Robert Caspar Lintner

There are those who see life in two different ways: One counts the blessings while the other counts burdens. The person who counts their blessings tends to see the best in every situation, no matter how dire. On the other hand, the person who is grumpy will see the worst in every situation. When I say grumpy, I don’t mean a bad day or occasional times when you have a bad attitude, but grumpiness as a lifestyle. It’s one thing to be in a bad mood, but quite another when the bad mood becomes your only mood. A grumpy person is incapable of joy on any sustained level. Somewhere on the journey a grumpy day became a grumpy lifestyle and a decision was made to color the way they see the world.


Researchers have found that individuals who practice gratitude are happier, healthier, and more energetic. Grateful people tend to have fewer physical symptoms such as headaches and stomach aches – and that’s not to mention the psychological, emotional and spiritual effects.

Did I mention the word “practice”? Absolutely! Gratitude is more than a thankful mood, but a skill you must practice. It is practiced not only in good times (Thanksgiving), but especially in the bad. In dark times is where a grateful mindset really shines.

One way you can practice is by making a list of the things you are thankful for. Writing it down somehow solidifies your intention to view life in a grateful way. Gratitude has a way of disarming a complaining spirit as it refocuses your perspective. Tim Keller beautifully illustrates this idea: “You are worse off than you ever dared to imagine, but God loves you more than you ever dared to hope.”  

Documenting your gratitude is important because the thing you focus on has the power to shape the way you see reality.
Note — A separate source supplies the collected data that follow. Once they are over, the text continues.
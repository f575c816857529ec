use std::env;

use crate::i18n::Locale;

#[derive(Clone, Debug, PartialEq)]
pub enum StorageConfig {
    R2 {
        account_id: String,
        access_key: String,
        secret_key: String,
        bucket: String,
    },
    Gcs {
        bucket: String,
    },
}

#[derive(Clone, Debug)]
pub struct Config {
    /// When unset the server runs against an in-memory store with demo inventory.
    pub database_url: Option<String>,
    pub server_host: String,
    pub server_port: u16,
    pub run_migrations: bool,
    pub jwt_secret: String,
    pub session_ttl_hours: i64,
    pub secure_cookies: bool,
    pub default_locale: Locale,
    pub resend_api_key: Option<String>,
    pub resend_api_url: String,
    pub mail_from: String,
    pub dealership_inbox: String,
    pub storage: Option<StorageConfig>,
    pub storage_public_url: Option<String>,
    pub page_cache_capacity: usize,
    pub page_cache_ttl_secs: u64,
    pub admin_email: Option<String>,
    pub admin_password_hash: Option<String>,
}

impl Config {
    pub fn from_env() -> Result<Self, env::VarError> {
        dotenvy::dotenv().ok();

        Ok(Config {
            database_url: env::var("DATABASE_URL").ok().filter(|s| !s.is_empty()),
            server_host: env::var("SERVER_HOST").unwrap_or_else(|_| "0.0.0.0".to_string()),
            server_port: env::var("SERVER_PORT")
                .unwrap_or_else(|_| "3000".to_string())
                .parse()
                .unwrap_or(3000),
            run_migrations: env_flag("RUN_MIGRATIONS"),
            jwt_secret: env::var("JWT_SECRET")?,
            session_ttl_hours: env::var("SESSION_TTL_HOURS")
                .ok()
                .and_then(|v| v.parse().ok())
                .filter(|h| *h > 0)
                .unwrap_or(24),
            secure_cookies: env_flag("SECURE_COOKIES"),
            default_locale: env::var("DEFAULT_LOCALE")
                .ok()
                .and_then(|v| Locale::parse(&v))
                .unwrap_or_default(),
            resend_api_key: env::var("RESEND_API_KEY").ok().filter(|s| !s.is_empty()),
            resend_api_url: env::var("RESEND_API_URL")
                .unwrap_or_else(|_| "https://api.resend.com/emails".to_string()),
            mail_from: env::var("MAIL_FROM")
                .unwrap_or_else(|_| "Dealership <noreply@example.com>".to_string()),
            dealership_inbox: env::var("DEALERSHIP_INBOX")
                .unwrap_or_else(|_| "sales@example.com".to_string()),
            storage: storage_from_env(),
            storage_public_url: env::var("STORAGE_PUBLIC_URL").ok().filter(|s| !s.is_empty()),
            page_cache_capacity: env::var("PAGE_CACHE_CAPACITY")
                .ok()
                .and_then(|v| v.parse().ok())
                .unwrap_or(256),
            page_cache_ttl_secs: env::var("PAGE_CACHE_TTL_SECS")
                .ok()
                .and_then(|v| v.parse().ok())
                .unwrap_or(60),
            admin_email: env::var("ADMIN_EMAIL").ok().filter(|s| !s.is_empty()),
            admin_password_hash: env::var("ADMIN_PASSWORD_HASH").ok().filter(|s| !s.is_empty()),
        })
    }

    pub fn server_addr(&self) -> String {
        format!("{}:{}", self.server_host, self.server_port)
    }
}

fn env_flag(name: &str) -> bool {
    env::var(name)
        .map(|v| matches!(v.trim().to_ascii_lowercase().as_str(), "1" | "true" | "yes"))
        .unwrap_or(false)
}

fn storage_from_env() -> Option<StorageConfig> {
    let backend = env::var("STORAGE_BACKEND").unwrap_or_else(|_| "r2".to_string());
    match backend.as_str() {
        "gcs" => env::var("GCS_BUCKET")
            .ok()
            .map(|bucket| StorageConfig::Gcs { bucket }),
        _ => {
            let bucket = env::var("R2_BUCKET").ok()?;
            Some(StorageConfig::R2 {
                account_id: env::var("R2_ACCOUNT_ID").ok()?,
                access_key: env::var("R2_ACCESS_KEY_ID").ok()?,
                secret_key: env::var("R2_SECRET_ACCESS_KEY").ok()?,
                bucket,
            })
        }
    }
}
An experiment was done with the addictive game Tetris. College students played for hours. Long after they stopped playing, they continued to see triangle shapes in everything. Focusing on your failures, troubles, tragedies, mistakes, failed expectations, and what God hasn’t done is no different than playing Tetris and seeing only triangles.

One sign that a person is becoming more grateful is that they begin to see the world with a sense of wonder. They notice the brevity and sacredness of life contrasted against the pettiness of our complaints and the futility of defining ourselves by our pain.

So which person will you chose to become? Will you be like the man who wakes up with Lindberg cheese in his mustache and concludes that the whole world stinks? Or will you be that person who despite tragedies, bewilderment, and loss says, like Helen Keller, “All the world is full of suffering. It is also full of overcoming.”